Conscious listening creates understanding, Treasure says. But for most of us, it’s hard to pay attention to the quiet, the subtle, and the understated. (I’ll come back to his training strategies a little later.) Most of us can’t even pay real attention to a straightforward conversation with another person.
Think about it…
When another person is talking, what’s going on in your head?
Usually we’re too busy thinking up our own witty response, or how the other person’s situation is just like our situation, or how we will disprove what the other person is saying. We’re so preoccupied with what our reply will be that we don’t truly listen to the other person in an open, curious, and nonjudgmental way.
We don’t listen as if we care about learning what makes the other person tick.
So yes, as my book talk example illustrates, I am a crappy listener. Got the message, Universe! Thank you!
Another Listening Expert Sent My Way
Since that experience I’ve tried to pay more attention to my listening habits. So my ears perked up last week at our Organizational Wellbeing event when my workshop partner Friderike Butler of Butler Communication explained the 3 Levels of Listening:
Level 1 – you are listening with a ‘what’s in it for me’ mindset. You are listening for an opening to insert your own story.
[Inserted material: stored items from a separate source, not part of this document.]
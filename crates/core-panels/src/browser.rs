//! Two-pane-style file browser panel (single listing plus parent
//! navigation). Enter on a directory descends, on a file asks the editor
//! to open it.

use std::path::PathBuf;

use core_events::{KeyCode, KeyEvent};
use core_terminal::{Attr, Surface};
use tracing::warn;

use crate::{footer_attr, is_close_key, pane_bounds, title_attr, trim_cells, Panel, PanelKind, PanelRequest};

#[derive(Debug, Clone, PartialEq, Eq)]
struct Entry {
    name: String,
    is_dir: bool,
}

pub struct FileBrowserPanel {
    cwd: PathBuf,
    entries: Vec<Entry>,
    selected: usize,
    scroll: usize,
    request: Option<PanelRequest>,
}

impl FileBrowserPanel {
    pub fn new(cwd: PathBuf) -> Self {
        let mut panel = Self {
            cwd,
            entries: Vec::new(),
            selected: 0,
            scroll: 0,
            request: None,
        };
        panel.reload();
        panel
    }

    fn reload(&mut self) {
        self.entries.clear();
        self.selected = 0;
        self.scroll = 0;
        if self.cwd.parent().is_some() {
            self.entries.push(Entry {
                name: "..".to_string(),
                is_dir: true,
            });
        }
        match std::fs::read_dir(&self.cwd) {
            Ok(read_dir) => {
                let mut listed: Vec<Entry> = read_dir
                    .filter_map(|e| e.ok())
                    .map(|e| Entry {
                        name: e.file_name().to_string_lossy().into_owned(),
                        is_dir: e.file_type().map(|t| t.is_dir()).unwrap_or(false),
                    })
                    .collect();
                // Directories first, each group alphabetical.
                listed.sort_by(|a, b| b.is_dir.cmp(&a.is_dir).then_with(|| a.name.cmp(&b.name)));
                self.entries.extend(listed);
            }
            Err(err) => {
                warn!(target: "panels.browser", dir = %self.cwd.display(), %err, "read_dir_failed");
            }
        }
    }

    fn activate_selected(&mut self) {
        let Some(entry) = self.entries.get(self.selected).cloned() else {
            return;
        };
        if entry.name == ".." {
            if let Some(parent) = self.cwd.parent() {
                self.cwd = parent.to_path_buf();
                self.reload();
            }
            return;
        }
        let path = self.cwd.join(&entry.name);
        if entry.is_dir {
            self.cwd = path;
            self.reload();
        } else {
            self.request = Some(PanelRequest::OpenFile(path));
        }
    }

    pub fn selected_name(&self) -> Option<&str> {
        self.entries.get(self.selected).map(|e| e.name.as_str())
    }

    pub fn current_dir(&self) -> &std::path::Path {
        &self.cwd
    }
}

impl Panel for FileBrowserPanel {
    fn kind(&self) -> PanelKind {
        PanelKind::FileBrowser
    }

    fn draw(&mut self, surface: &mut dyn Surface) {
        let (y0, x0, rows, cols) = pane_bounds(surface);
        if rows < 3 || cols < 4 {
            return;
        }
        let body_rows = usize::from(rows - 2);
        if self.selected < self.scroll {
            self.scroll = self.selected;
        } else if self.selected >= self.scroll + body_rows {
            self.scroll = self.selected + 1 - body_rows;
        }

        let blank = " ".repeat(usize::from(cols));
        for row in 0..rows {
            surface.put_cells(y0 + row, x0, &blank, Attr::default());
        }
        let title = format!(" {} ", self.cwd.display());
        surface.put_cells(y0, x0, &blank, title_attr());
        surface.put_cells(y0, x0, &trim_cells(&title, cols), title_attr());

        for (offset, entry) in self
            .entries
            .iter()
            .skip(self.scroll)
            .take(body_rows)
            .enumerate()
        {
            let index = self.scroll + offset;
            let marker = if entry.is_dir { "/" } else { "" };
            let label = trim_cells(&format!("{}{}", entry.name, marker), cols.saturating_sub(1));
            let attr = if index == self.selected {
                Attr::reverse()
            } else {
                Attr::default()
            };
            surface.put_cells(y0 + 1 + offset as u16, x0 + 1, &label, attr);
        }

        let footer = trim_cells("Enter open · Esc close", cols);
        surface.put_cells(y0 + rows - 1, x0, &footer, footer_attr());
    }

    fn handle_key(&mut self, key: KeyEvent) -> bool {
        if is_close_key(key) {
            self.request = Some(PanelRequest::Close);
            return true;
        }
        match key.code {
            KeyCode::Up => {
                self.selected = self.selected.saturating_sub(1);
                true
            }
            KeyCode::Down => {
                if self.selected + 1 < self.entries.len() {
                    self.selected += 1;
                }
                true
            }
            KeyCode::Home => {
                self.selected = 0;
                true
            }
            KeyCode::End => {
                self.selected = self.entries.len().saturating_sub(1);
                true
            }
            KeyCode::Enter => {
                self.activate_selected();
                true
            }
            _ => false,
        }
    }

    fn resize(&mut self, _rows: u16, _cols: u16) {
        self.scroll = 0;
    }

    fn take_request(&mut self) -> Option<PanelRequest> {
        self.request.take()
    }
}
Level 2 – you are listening to relate to the other person. The conversation plays like a friendly game of tennis with the intent of the partner being able to play the ball back to you. You ask questions and share enriching stories.
Level 3 – you are listening for deep discovery. Your whole focus is on learning more about the story, the motivation, and the values of the other person. You ask open-ended questions that come from a place of authentic curiosity. It is all about the other person’s story. Often this level of listening and engagement allows the other person to learn something about themselves.
Friderike invited us all to imagine what progress we could make in bridging our current societal divides if we all honed our Level 2 and—dare I say—Level 3 listening skills. It’s a challenge I plan to personally take on!
Julian Treasure’s 5 Strategies to Train Your Listening Skills
Coming back to the conscious listening skill-building that Julian Treasure presented in his TED Talk, here are some practical exercises to retune your ears to the subtle sounds in your midst (my personal favorite, of course, is a daily meditation practice!).
- Silence. 3 minutes a day of silence is a great exercise to reset your ears and calibrate so that you can hear quiet again.
- The mixer. In a sound-filled environment, see how many channels of sound you can distinguish (in a coffee shop, at a stream, anywhere where multiple sources of sound are present). This is a great exercise to improve the quality of your listening.
- Savoring. Pay attention to mundane sounds (what Treasure calls “the hidden choir”). The sound of the drier, the sound of the coffee grinder, or the sound of the central air system in your house if you’re lucky enough to have that.
- Play around with your listening positions: active/passive, reductive/expansive, critical/empathetic. Get conscious and move to different positions. These are just some of them.
- RASA (Sanskrit word for “juice”): Receive, Appreciate, Summarize, Ask
Treasure reminds us that every human being needs to listen consciously in order to live fully, connected in space and in time to the physical world around us, connected in understanding to each other, not to mention spiritually connected. If we could teach this in the schools, he argues, we could transform to a world of connection, understanding, and peace. You can watch his full TED Talk here.
Happy Ending With the Lady at My Book Talk
Circling back to the book talk that sparked all of this contemplation about conscious listening, I took my own advice to take action where I could and let go of the rest. I tracked down that lovely woman and invited her to coffee. I encouraged her to tell me her story, which is nothing short of miraculous. Today we are friends and meet regularly to share our mindfulness journeys with one another. I couldn’t be more grateful for her presence in my life and the many lessons I’ve learned from her.